(TASK PROMPT):
The answer is all of the data, repeated exactly.

(DATA):
....................
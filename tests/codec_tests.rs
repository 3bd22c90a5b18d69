use broadside::{parse_line, Reply, ShotMark};
use proptest::prelude::*;

#[test]
fn parses_command_and_arguments() {
    let cmd = parse_line("B 10 12\n").unwrap();
    assert_eq!(cmd.letter, 'B');
    assert_eq!(cmd.args, vec![10, 12]);
}

#[test]
fn parses_command_with_no_arguments() {
    let cmd = parse_line("Q\n").unwrap();
    assert_eq!(cmd.letter, 'Q');
    assert!(cmd.args.is_empty());
}

#[test]
fn blank_line_carries_no_command() {
    assert!(parse_line("").is_none());
    assert!(parse_line("   \n").is_none());
}

#[test]
fn digit_runs_survive_arbitrary_junk() {
    // separators, letters, and missing spaces are all skipped over
    let cmd = parse_line("S foo12,x 3bar4").unwrap();
    assert_eq!(cmd.letter, 'S');
    assert_eq!(cmd.args, vec![12, 3, 4]);

    let cmd = parse_line("B10 10").unwrap();
    assert_eq!(cmd.letter, 'B');
    assert_eq!(cmd.args, vec![10, 10]);
}

#[test]
fn placement_line_yields_twenty_integers() {
    let cmd = parse_line("I 1 1 0 0 2 1 3 0 3 1 6 0 4 1 0 3 5 1 3 5").unwrap();
    assert_eq!(cmd.letter, 'I');
    assert_eq!(cmd.args.len(), 20);
    assert_eq!(cmd.args[..4], [1, 1, 0, 0]);
}

#[test]
fn reply_templates_encode_exactly() {
    assert_eq!(Reply::Ack.to_string(), "A");
    assert_eq!(Reply::Error(401).to_string(), "E 401");
    assert_eq!(
        Reply::ShotResult {
            remaining: 5,
            mark: ShotMark::Miss
        }
        .to_string(),
        "R 5 M"
    );
    assert_eq!(
        Reply::ShotResult {
            remaining: 4,
            mark: ShotMark::Hit
        }
        .to_string(),
        "R 4 H"
    );
    assert_eq!(Reply::GameOver { won: true }.to_string(), "H 1");
    assert_eq!(Reply::GameOver { won: false }.to_string(), "H 0");
}

#[test]
fn query_reply_uses_decimal_coordinates() {
    // two-digit coordinates must encode as plain decimal tokens
    let reply = Reply::QueryResult {
        remaining: 3,
        cells: vec![(ShotMark::Hit, 0, 0), (ShotMark::Miss, 13, 21)],
    };
    assert_eq!(reply.to_string(), "G 3 H 0 0 M 13 21");
}

proptest! {
    /// The parser is total: any input yields a command or None, never
    /// a panic, and every argument came from a digit run.
    #[test]
    fn parser_never_fails(line in any::<String>()) {
        if let Some(cmd) = parse_line(&line) {
            prop_assert!(!cmd.letter.is_whitespace());
        } else {
            prop_assert!(line.trim().is_empty());
        }
    }

    /// Well-formed numeric tails round-trip through the parser.
    #[test]
    fn space_separated_integers_parse_back(args in proptest::collection::vec(0u32..10_000, 0..8)) {
        let line = format!(
            "S {}",
            args.iter().map(|a| a.to_string()).collect::<Vec<_>>().join(" ")
        );
        let cmd = parse_line(&line).unwrap();
        prop_assert_eq!(cmd.letter, 'S');
        prop_assert_eq!(cmd.args, args);
    }
}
....................
(SOLUTION FOR THIS PROBLEM):
filename tests/codec_tests.rs
repository 3bd22c90a5b18d69
use broadside::{parse_line, Reply, ShotMark};
use proptest::prelude::*;

#[test]
fn parses_command_and_arguments() {
    let cmd = parse_line("B 10 12\n").unwrap();
    assert_eq!(cmd.letter, 'B');
    assert_eq!(cmd.args, vec![10, 12]);
}

#[test]
fn parses_command_with_no_arguments() {
    let cmd = parse_line("Q\n").unwrap();
    assert_eq!(cmd.letter, 'Q');
    assert!(cmd.args.is_empty());
}

#[test]
fn blank_line_carries_no_command() {
    assert!(parse_line("").is_none());
    assert!(parse_line("   \n").is_none());
}

#[test]
fn digit_runs_survive_arbitrary_junk() {
    // separators, letters, and missing spaces are all skipped over
    let cmd = parse_line("S foo12,x 3bar4").unwrap();
    assert_eq!(cmd.letter, 'S');
    assert_eq!(cmd.args, vec![12, 3, 4]);

    let cmd = parse_line("B10 10").unwrap();
    assert_eq!(cmd.letter, 'B');
    assert_eq!(cmd.args, vec![10, 10]);
}

#[test]
fn placement_line_yields_twenty_integers() {
    let cmd = parse_line("I 1 1 0 0 2 1 3 0 3 1 6 0 4 1 0 3 5 1 3 5").unwrap();
    assert_eq!(cmd.letter, 'I');
    assert_eq!(cmd.args.len(), 20);
    assert_eq!(cmd.args[..4], [1, 1, 0, 0]);
}

#[test]
fn reply_templates_encode_exactly() {
    assert_eq!(Reply::Ack.to_string(), "A");
    assert_eq!(Reply::Error(401).to_string(), "E 401");
    assert_eq!(
        Reply::ShotResult {
            remaining: 5,
            mark: ShotMark::Miss
        }
        .to_string(),
        "R 5 M"
    );
    assert_eq!(
        Reply::ShotResult {
            remaining: 4,
            mark: ShotMark::Hit
        }
        .to_string(),
        "R 4 H"
    );
    assert_eq!(Reply::GameOver { won: true }.to_string(), "H 1");
    assert_eq!(Reply::GameOver { won: false }.to_string(), "H 0");
}

#[test]
fn query_reply_uses_decimal_coordinates() {
    // two-digit coordinates must encode as plain decimal tokens
    let reply = Reply::QueryResult {
        remaining: 3,
        cells: vec![(ShotMark::Hit, 0, 0), (ShotMark::Miss, 13, 21)],
    };
    assert_eq!(reply.to_string(), "G 3 H 0 0 M 13 21");
}

proptest! {
    /// The parser is total: any input yields a command or None, never
    /// a panic, and every argument came from a digit run.
    #[test]
    fn parser_never_fails(line in any::<String>()) {
        if let Some(cmd) = parse_line(&line) {
            prop_assert!(!cmd.letter.is_whitespace());
        } else {
            prop_assert!(line.trim().is_empty());
        }
    }

    /// Well-formed numeric tails round-trip through the parser.
    #[test]
    fn space_separated_integers_parse_back(args in proptest::collection::vec(0u32..10_000, 0..8)) {
        let line = format!(
            "S {}",
            args.iter().map(|a| a.to_string()).collect::<Vec<_>>().join(" ")
        );
        let cmd = parse_line(&line).unwrap();
        prop_assert_eq!(cmd.letter, 'S');
        prop_assert_eq!(cmd.args, args);
    }
}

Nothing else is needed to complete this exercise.